Four of the rare birds – two adults and two chicks old enough to fly – were found at their nest at Aunsbjerg near the town of Silkeborg, reports DR.
The animals were poisoned with the banned insecticide parathion, according to the report.
The substance has been banned in Denmark since 2003.
Danish Ornithological Society Kim Skelmose told the broadcaster the discovery had caused concern in the birdwatching community.
“At is very sad that we have found our beautiful birds, the red kites, killed for entirely no reason. It is a bird that cannot do any harm whatsoever. On the contrary, it adds something valuable to our natural environment. So I think it's incredibly sad,” he said.
Skelmose told the broadcaster that he knew no reason for anyone to want to kill the animal.
“I can only say based on fantasy that there must be someone that just doesn't like our birds of prey and perhaps doesn't want them in our countryside,” he said.
Biologist Knud Flensted, also of the Danish Ornithological Society, said that the poison may have been laid for other animals.

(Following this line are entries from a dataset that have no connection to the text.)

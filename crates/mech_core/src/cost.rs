//! C-bill cost calculations.
//!
//! Per-component costs are whole currency units. The unit total applies the
//! `1 + tonnage / 100` final multiplier to the sum of every component.

use serde::{Deserialize, Serialize};

use crate::catalog::{
    ArmorType, CockpitType, ComponentCatalog, EngineType, GyroType, HeatSinkType,
    MovementEnhancementType, StructureType,
};
use crate::construction::ConstructionResult;
use crate::equipment::EquipmentLookup;
use crate::error::{MechError, Result};
use crate::formula::{fields, EvaluationContext};
use crate::location::ArmActuators;
use crate::math::{round_to_i64, Fixed};
use crate::mounts::{resolve_mounts, unit_context};
use crate::unit::UnitSnapshot;

/// Engine cost per point of rating before the type multiplier.
pub const ENGINE_COST_PER_RATING: u64 = 5_000;
/// Gyro cost per ton of gyro base weight before the type multiplier.
pub const GYRO_COST_PER_BASE: u64 = 300_000;
/// Life support cost.
pub const LIFE_SUPPORT_COST: u64 = 50_000;
/// Sensor cost per ton of unit.
pub const SENSOR_COST_PER_TON: u64 = 2_000;
/// Standard myomer cost per ton of unit.
pub const MYOMER_COST_PER_TON: u64 = 2_000;
/// Triple-strength myomer cost per ton of unit.
pub const TSM_COST_PER_TON: u64 = 16_000;
/// Jump jet cost factor, times tonnage times jump MP squared.
pub const JUMP_JET_COST_FACTOR: u64 = 200;

fn to_cost(value: Fixed) -> u64 {
    u64::try_from(round_to_i64(value)).unwrap_or(0)
}

/// `round(weight * per_ton)` in whole currency units.
fn per_ton_cost(weight: Fixed, per_ton: u32) -> u64 {
    // 32 fractional bits; the product fits easily in 128 bits
    let scaled = i128::from(weight.to_bits()) * i128::from(per_ton);
    let rounded = (scaled + (1 << 31)) >> 32;
    u64::try_from(rounded).unwrap_or(0)
}

fn multiplied(base: u64, multiplier: Fixed, what: &str) -> Result<u64> {
    Fixed::checked_from_num(base)
        .and_then(|b| b.checked_mul(multiplier))
        .map(to_cost)
        .ok_or_else(|| MechError::overflow(what))
}

/// Cost of a structure of the given tonnage.
pub fn calculate_structure_cost(
    catalog: &ComponentCatalog,
    structure_weight: Fixed,
    structure_type: StructureType,
) -> Result<u64> {
    let def = catalog.structure(structure_type)?;
    Ok(per_ton_cost(structure_weight, def.cost_per_ton))
}

/// Engine cost for a rating: `5000 * rating * multiplier`.
pub fn calculate_engine_cost(
    catalog: &ComponentCatalog,
    rating: u16,
    engine_type: EngineType,
) -> Result<u64> {
    let def = catalog.engine(engine_type)?;
    multiplied(
        ENGINE_COST_PER_RATING * u64::from(rating),
        def.cost_multiplier,
        "engine cost",
    )
}

/// Gyro cost: `300000 * ceil(rating / 100) * multiplier`.
pub fn calculate_gyro_cost(
    catalog: &ComponentCatalog,
    rating: u16,
    gyro_type: GyroType,
) -> Result<u64> {
    let def = catalog.gyro(gyro_type)?;
    let gyro_base = u64::from(rating.div_ceil(100));
    multiplied(GYRO_COST_PER_BASE * gyro_base, def.cost_multiplier, "gyro cost")
}

/// Fixed cockpit cost.
pub fn calculate_cockpit_cost(catalog: &ComponentCatalog, cockpit_type: CockpitType) -> Result<u64> {
    Ok(u64::from(catalog.cockpit(cockpit_type)?.cost))
}

/// Cost of `count` heat sinks.
pub fn calculate_heat_sink_cost(
    catalog: &ComponentCatalog,
    count: u16,
    heat_sink_type: HeatSinkType,
) -> Result<u64> {
    Ok(u64::from(count) * u64::from(catalog.heat_sink(heat_sink_type)?.cost))
}

/// Cost of armor of the given tonnage.
pub fn calculate_armor_cost(
    catalog: &ComponentCatalog,
    armor_weight: Fixed,
    armor_type: ArmorType,
) -> Result<u64> {
    let def = catalog.armor(armor_type)?;
    Ok(per_ton_cost(armor_weight, def.cost_per_ton))
}

/// Chassis cost: life support, sensors, musculature and actuators.
#[must_use]
pub fn calculate_chassis_cost(unit: &UnitSnapshot) -> u64 {
    let tons = u64::from(unit.tonnage);
    let myomer = if unit
        .movement
        .enhancements
        .contains(&MovementEnhancementType::TripleStrengthMyomer)
    {
        TSM_COST_PER_TON
    } else {
        MYOMER_COST_PER_TON
    };
    // Upper arm 100, lower arm 50, hand 80 per ton; legs 150 + 80 + 120.
    let arm = |a: ArmActuators| 100 + if a.lower_arm { 50 } else { 0 } + if a.hand { 80 } else { 0 };
    let actuators = tons
        * (arm(unit.actuators.left_arm) + arm(unit.actuators.right_arm) + 2 * (150 + 80 + 120));
    LIFE_SUPPORT_COST + SENSOR_COST_PER_TON * tons + myomer * tons + actuators
}

/// Jump jet cost: `200 * tonnage * jumpMP^2`.
#[must_use]
pub fn calculate_jump_jet_cost(tonnage: u32, jump_mp: u8) -> u64 {
    let jump = u64::from(jump_mp);
    JUMP_JET_COST_FACTOR * u64::from(tonnage) * jump * jump
}

/// `subtotal * (1 + tonnage / 100)`, rounded half up.
#[must_use]
pub fn apply_final_multiplier(subtotal: u64, tonnage: u32) -> u64 {
    let scaled = (u128::from(subtotal) * (100 + u128::from(tonnage)) + 50) / 100;
    u64::try_from(scaled).unwrap_or(u64::MAX)
}

/// Per-category cost of a unit.
#[derive(Debug, Clone, Copy, PartialEq, Eq, Default, Serialize, Deserialize)]
pub struct CostBreakdown {
    /// Life support, sensors, musculature and actuators.
    pub chassis: u64,
    /// Engine.
    pub engine: u64,
    /// Gyro.
    pub gyro: u64,
    /// Internal structure.
    pub structure: u64,
    /// Armor.
    pub armor: u64,
    /// Cockpit.
    pub cockpit: u64,
    /// Heat sinks.
    pub heat_sinks: u64,
    /// Movement enhancements and jump jets.
    pub movement: u64,
    /// Mounted equipment.
    pub equipment: u64,
    /// Sum of the above times `1 + tonnage / 100`.
    pub total: u64,
}

impl CostBreakdown {
    /// Sum before the final multiplier.
    #[must_use]
    pub fn subtotal(&self) -> u64 {
        [
            self.chassis,
            self.engine,
            self.gyro,
            self.structure,
            self.armor,
            self.cockpit,
            self.heat_sinks,
            self.movement,
            self.equipment,
        ]
        .into_iter()
        .fold(0, u64::saturating_add)
    }
}

/// Full cost breakdown of a unit.
///
/// Structure and armor costs use the weights computed by the pipeline.
pub fn calculate_cost(
    unit: &UnitSnapshot,
    construction: &ConstructionResult,
    catalog: &ComponentCatalog,
    lookup: &dyn EquipmentLookup,
) -> Result<CostBreakdown> {
    use crate::construction::steps;

    let step_weight = |name: &str| construction.step(name).map_or(Fixed::ZERO, |s| s.weight);

    let ctx = EvaluationContext::for_tonnage(unit.tonnage)
        .with(fields::ENGINE_RATING, Fixed::from_num(unit.engine.rating))
        .with(fields::ENGINE_WEIGHT, construction.engine_weight);
    let mut movement = calculate_jump_jet_cost(unit.tonnage, unit.movement.jump_mp);
    for kind in &unit.movement.enhancements {
        let out = catalog.enhancement(*kind)?.formulas.evaluate(&ctx)?;
        movement = movement.saturating_add(out.cost.map_or(0, to_cost));
    }

    let equipment_ctx = unit_context(unit, catalog, lookup)?;
    let equipment = resolve_mounts(unit, lookup, &equipment_ctx)?
        .iter()
        .map(|m| to_cost(m.resolved.cost))
        .fold(0, u64::saturating_add);

    let mut breakdown = CostBreakdown {
        chassis: calculate_chassis_cost(unit),
        engine: calculate_engine_cost(catalog, unit.engine.rating, unit.engine.engine_type)?,
        gyro: calculate_gyro_cost(catalog, unit.engine.rating, unit.gyro)?,
        structure: calculate_structure_cost(catalog, step_weight(steps::STRUCTURE), unit.structure)?,
        armor: calculate_armor_cost(catalog, step_weight(steps::ARMOR), unit.armor.armor_type)?,
        cockpit: calculate_cockpit_cost(catalog, unit.cockpit)?,
        heat_sinks: calculate_heat_sink_cost(
            catalog,
            unit.heat_sinks.count,
            unit.heat_sinks.heat_sink_type,
        )?,
        movement,
        equipment,
        total: 0,
    };
    breakdown.total = apply_final_multiplier(breakdown.subtotal(), unit.tonnage);
    tracing::debug!(unit = %unit.display_name(), total = breakdown.total, "cost calculated");
    Ok(breakdown)
}

#[cfg(test)]
mod tests {
    use super::*;
    use crate::catalog::catalog;
    use crate::math::ratio;

    #[test]
    fn test_structure_cost() {
        assert_eq!(
            calculate_structure_cost(catalog(), Fixed::from_num(5), StructureType::Standard).unwrap(),
            2_000
        );
        assert_eq!(
            calculate_structure_cost(catalog(), ratio(5, 2), StructureType::EndoSteelInnerSphere)
                .unwrap(),
            4_000
        );
    }

    #[test]
    fn test_cockpit_cost() {
        assert_eq!(calculate_cockpit_cost(catalog(), CockpitType::Standard).unwrap(), 200_000);
        assert_eq!(
            calculate_cockpit_cost(catalog(), CockpitType::CommandConsole).unwrap(),
            500_000
        );
    }

    #[test]
    fn test_heat_sink_cost() {
        assert_eq!(calculate_heat_sink_cost(catalog(), 10, HeatSinkType::Single).unwrap(), 20_000);
        assert_eq!(
            calculate_heat_sink_cost(catalog(), 10, HeatSinkType::DoubleInnerSphere).unwrap(),
            60_000
        );
    }

    #[test]
    fn test_engine_cost_multipliers() {
        let standard = calculate_engine_cost(catalog(), 250, EngineType::Standard).unwrap();
        let xl = calculate_engine_cost(catalog(), 250, EngineType::XlInnerSphere).unwrap();
        assert_eq!(standard, 1_250_000);
        assert_eq!(xl, 2 * standard);
        assert!(calculate_engine_cost(catalog(), 255, EngineType::Standard).unwrap() > standard);
    }

    #[test]
    fn test_gyro_cost() {
        let standard = calculate_gyro_cost(catalog(), 250, GyroType::Standard).unwrap();
        assert_eq!(standard, 900_000);
        let compact = calculate_gyro_cost(catalog(), 250, GyroType::Compact).unwrap();
        assert_eq!(compact, 1_350_000);
    }

    #[test]
    fn test_armor_cost() {
        assert_eq!(
            calculate_armor_cost(catalog(), Fixed::from_num(10), ArmorType::Standard).unwrap(),
            100_000
        );
    }

    #[test]
    fn test_chassis_cost() {
        let mut unit = crate::unit::sample_unit();
        // 50000 + 50 * (2000 + 2000 + 230 + 230 + 700)
        assert_eq!(calculate_chassis_cost(&unit), 308_000);
        unit.actuators.left_arm = ArmActuators::BARE;
        assert_eq!(calculate_chassis_cost(&unit), 308_000 - 50 * 130);
        unit.movement.enhancements = vec![MovementEnhancementType::TripleStrengthMyomer];
        assert_eq!(calculate_chassis_cost(&unit), 308_000 - 50 * 130 + 50 * 14_000);
    }

    #[test]
    fn test_full_breakdown_applies_multiplier() {
        let unit = crate::unit::sample_unit();
        let construction = crate::construction::construct(&unit, catalog()).unwrap();
        let lookup = crate::equipment::StaticEquipmentLookup::new();
        let cost = calculate_cost(&unit, &construction, catalog(), &lookup).unwrap();
        assert_eq!(cost.structure, 2_000);
        assert_eq!(cost.armor, 100_000);
        assert_eq!(cost.heat_sinks, 20_000);
        assert_eq!(cost.equipment, 0);
        assert_eq!(cost.total, apply_final_multiplier(cost.subtotal(), 50));
        assert_eq!(apply_final_multiplier(1_000_000, 50), 1_500_000);
        assert_eq!(apply_final_multiplier(101, 55), 157);
    }

    #[test]
    fn test_extreme_units_saturate() {
        assert_eq!(apply_final_multiplier(u64::MAX, u32::MAX), u64::MAX);
        assert_eq!(per_ton_cost(Fixed::MAX, u32::MAX), 9_223_372_034_707_292_159);
        assert_eq!(per_ton_cost(ratio(1, 2), 3), 2);

        let mut unit = crate::unit::sample_unit();
        unit.tonnage = 3_000_000_000;
        let construction = crate::construction::construct(&unit, catalog()).unwrap();
        let lookup = crate::equipment::StaticEquipmentLookup::new();
        let cost = calculate_cost(&unit, &construction, catalog(), &lookup).unwrap();
        assert!(cost.structure > 0);
        assert_eq!(cost.total, u64::MAX);
    }

    #[test]
    fn test_jump_jet_cost() {
        assert_eq!(calculate_jump_jet_cost(50, 5), 250_000);
        assert_eq!(calculate_jump_jet_cost(50, 0), 0);
    }
}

“The poison was probably laid to fight crows, seagulls, and carnivorous animals and birds. Using parathion-laced bait is particularly serious, because, as we can see, the poison can kill anything,” he told DR.
The red kite is one of the most threatened species of its kind in Europe, according to the report.
“This bird had almost disappeared from [the Danish] countryside. We are proud that it has returned,” Skelmose said.
Recent decades have seen the animal make a moderate comeback in Denmark, primarily in eastern Jutland, with 150 breeding pairs currently present.
The poisoning has been reported to police.